Small companies or teams can sometimes struggle to provide career advancement for junior staff; it is not always that they don't want to help their teams advance, but that the "growth positions" are simply not there.
That said, I have worked for (mid-sized) firms where they understood they would have 50% turnover of new staff in the first two years (they told me this when I was hired!) and so invested in staff and provided opportunities accordingly.
Of course, this became a self fulfilling strategy over time (which I'm glad to say they broke out of, thanks to some inspiring new leadership after a merger.)
You sound like someone who is stimulated in part by change, growth and trying new things. If this is correct, then this need not being addressed will be at the root of your overall disatisfaction with your current role.
I would strongly suggest that you need to talk this over with your line manager or boss; running a small company is a busy process, and they may have just lost sight of your needs a little. Don't make this confrontational - over a coffee is fine - but let them know that you need a greater degree of career growth than you currently have, and your attitude towards your role is suffering as a result, and ask them for help.

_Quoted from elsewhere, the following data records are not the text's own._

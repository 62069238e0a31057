use std::time::Duration;

use async_trait::async_trait;
use reqwest::{Client, Method, RequestBuilder, Url};
use serde::Deserialize;
use serde::de::DeserializeOwned;
use serde_json::Value;

use crate::domain::filter::NotificationFilter;
use crate::domain::notification::NotificationPage;
use crate::domain::preference::{NotificationPreference, PreferenceUpdate};
use crate::domain::session::Session;
use crate::repository::errors::GatewayError;
use crate::usecase::contracts::{MessageResponse, NotificationGateway};

pub const TENANT_HEADER: &str = "X-Tenant-ID";

#[derive(Deserialize)]
#[serde(rename_all = "camelCase")]
struct UnreadCountResponse {
    unread_count: u64,
}

#[derive(Deserialize)]
struct PreferencesResponse {
    preferences: Vec<NotificationPreference>,
}

/// REST client for the notification endpoints. Stateless: no retries, no caching.
#[derive(Clone)]
pub struct HttpNotificationGateway {
    client: Client,
    base_url: Url,
}

impl HttpNotificationGateway {
    pub fn new(base_url: &str, timeout: Duration) -> Result<Self, GatewayError> {
        let base_url = Url::parse(base_url)
            .map_err(|e| GatewayError::Transport(format!("invalid base url {}: {}", base_url, e)))?;
        if base_url.cannot_be_a_base() {
            return Err(GatewayError::Transport(format!("invalid base url {}", base_url)));
        }

        let client = Client::builder()
            .user_agent(concat!("notifications/", env!("CARGO_PKG_VERSION")))
            .timeout(timeout)
            .build()
            .map_err(|e| GatewayError::Transport(format!("failed to build http client: {}", e)))?;

        tracing::info!(%base_url, ?timeout, "HttpNotificationGateway created");

        Ok(Self { client, base_url })
    }

    fn endpoint(&self, segments: &[&str]) -> Result<Url, GatewayError> {
        let mut url = self.base_url.clone();
        url.path_segments_mut()
            .map_err(|_| GatewayError::Transport(format!("invalid base url {}", self.base_url)))?
            .pop_if_empty()
            .push("notifications")
            .extend(segments);
        Ok(url)
    }

    fn request(&self, method: Method, url: Url, session: &Session) -> RequestBuilder {
        self.client
            .request(method, url)
            .bearer_auth(&session.access_token)
            .header(TENANT_HEADER, &session.tenant_id)
    }

    async fn send<T: DeserializeOwned>(
        &self,
        operation: &'static str,
        request: RequestBuilder,
    ) -> Result<T, GatewayError> {
        let response = request.send().await.map_err(|e| {
            tracing::warn!(operation, error = %e, "notification request failed");
            record(operation, "transport_error");
            GatewayError::Transport(e.to_string())
        })?;

        let status = response.status();
        if !status.is_success() {
            let body = response.text().await.unwrap_or_default();
            let message = server_message(&body)
                .unwrap_or_else(|| format!("Request failed with status {}", status.as_u16()));
            tracing::warn!(operation, %status, %message, "notification service returned error");
            record(operation, "http_error");
            return Err(GatewayError::Status {
                status: status.as_u16(),
                message,
            });
        }

        let body = response.bytes().await.map_err(|e| {
            tracing::warn!(operation, error = %e, "failed to read notification service response");
            record(operation, "transport_error");
            GatewayError::Transport(e.to_string())
        })?;

        // An empty success body (e.g. 204) reads as `{}`.
        let body: &[u8] = if body.iter().all(u8::is_ascii_whitespace) { b"{}" } else { &body };
        let parsed = serde_json::from_slice::<T>(body).map_err(|e| {
            tracing::error!(operation, error = %e, "failed to parse notification service response");
            record(operation, "decode_error");
            GatewayError::Decode(e.to_string())
        })?;

        record(operation, "ok");
        Ok(parsed)
    }
}

fn record(operation: &'static str, outcome: &'static str) {
    metrics::counter!(
        "notification_gateway_requests_total",
        "operation" => operation,
        "outcome" => outcome
    )
    .increment(1);
}

/// Error text from a `{ "message": .. }` or `{ "error": .. }` body.
fn server_message(body: &str) -> Option<String> {
    let value: Value = serde_json::from_str(body).ok()?;
    ["message", "error"]
        .iter()
        .find_map(|key| value.get(*key).and_then(Value::as_str))
        .map(str::trim)
        .filter(|s| !s.is_empty())
        .map(str::to_string)
}

#[async_trait]
impl NotificationGateway for HttpNotificationGateway {
    #[tracing::instrument(skip(self, session), fields(tenant_id = %session.tenant_id, page = filter.page, limit = filter.limit))]
    async fn list(
        &self,
        session: &Session,
        filter: &NotificationFilter,
    ) -> Result<NotificationPage, GatewayError> {
        let url = self.endpoint(&[])?;
        let request = self.request(Method::GET, url, session).query(&filter.query_pairs());
        let page: NotificationPage = self.send("list", request).await?;

        tracing::debug!(count = page.notifications.len(), total = page.pagination.total, "notifications fetched");
        Ok(page)
    }

    #[tracing::instrument(skip(self, session), fields(tenant_id = %session.tenant_id))]
    async fn unread_count(&self, session: &Session) -> Result<u64, GatewayError> {
        let url = self.endpoint(&["unread-count"])?;
        let response: UnreadCountResponse = self
            .send("unread_count", self.request(Method::GET, url, session))
            .await?;
        Ok(response.unread_count)
    }

    #[tracing::instrument(skip(self, session), fields(tenant_id = %session.tenant_id))]
    async fn mark_as_read(&self, session: &Session, id: &str) -> Result<MessageResponse, GatewayError> {
        let url = self.endpoint(&[id, "read"])?;
        self.send("mark_as_read", self.request(Method::PATCH, url, session)).await
    }

    #[tracing::instrument(skip(self, session), fields(tenant_id = %session.tenant_id))]
    async fn mark_as_unread(&self, session: &Session, id: &str) -> Result<MessageResponse, GatewayError> {
        let url = self.endpoint(&[id, "unread"])?;
        self.send("mark_as_unread", self.request(Method::PATCH, url, session)).await
    }

    #[tracing::instrument(skip(self, session), fields(tenant_id = %session.tenant_id))]
    async fn mark_all_as_read(&self, session: &Session) -> Result<MessageResponse, GatewayError> {
        let url = self.endpoint(&["read-all"])?;
        self.send("mark_all_as_read", self.request(Method::PATCH, url, session)).await
    }

    #[tracing::instrument(skip(self, session), fields(tenant_id = %session.tenant_id))]
    async fn delete(&self, session: &Session, id: &str) -> Result<MessageResponse, GatewayError> {
        let url = self.endpoint(&[id])?;
        self.send("delete", self.request(Method::DELETE, url, session)).await
    }

    #[tracing::instrument(skip(self, session), fields(tenant_id = %session.tenant_id))]
    async fn preferences(&self, session: &Session) -> Result<Vec<NotificationPreference>, GatewayError> {
        let url = self.endpoint(&["preferences"])?;
        let response: PreferencesResponse = self
            .send("preferences", self.request(Method::GET, url, session))
            .await?;
        Ok(response.preferences)
    }

    #[tracing::instrument(skip(self, session), fields(tenant_id = %session.tenant_id, category = %update.category))]
    async fn update_preference(
        &self,
        session: &Session,
        update: &PreferenceUpdate,
    ) -> Result<MessageResponse, GatewayError> {
        let url = self.endpoint(&["preferences"])?;
        let request = self.request(Method::PUT, url, session).json(update);
        self.send("update_preference", request).await
    }
}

If they have a "churn and burn" attitude towards staff you won't get much traction, but then at least you will know that you have to move on to both advance your career and to be happy.
If not, agree on a course of action - but always make sure that you have a project lined up to follow on immediately from any training you get as part of that action plan.
Finally - its worth noting that I tend to hire for attitude over technical skills, and I'm not alone in this. Someone who is enthusiastic, driven and wants to learn is more important to me than someone who can hit the ground running, but is closed to new skills or change.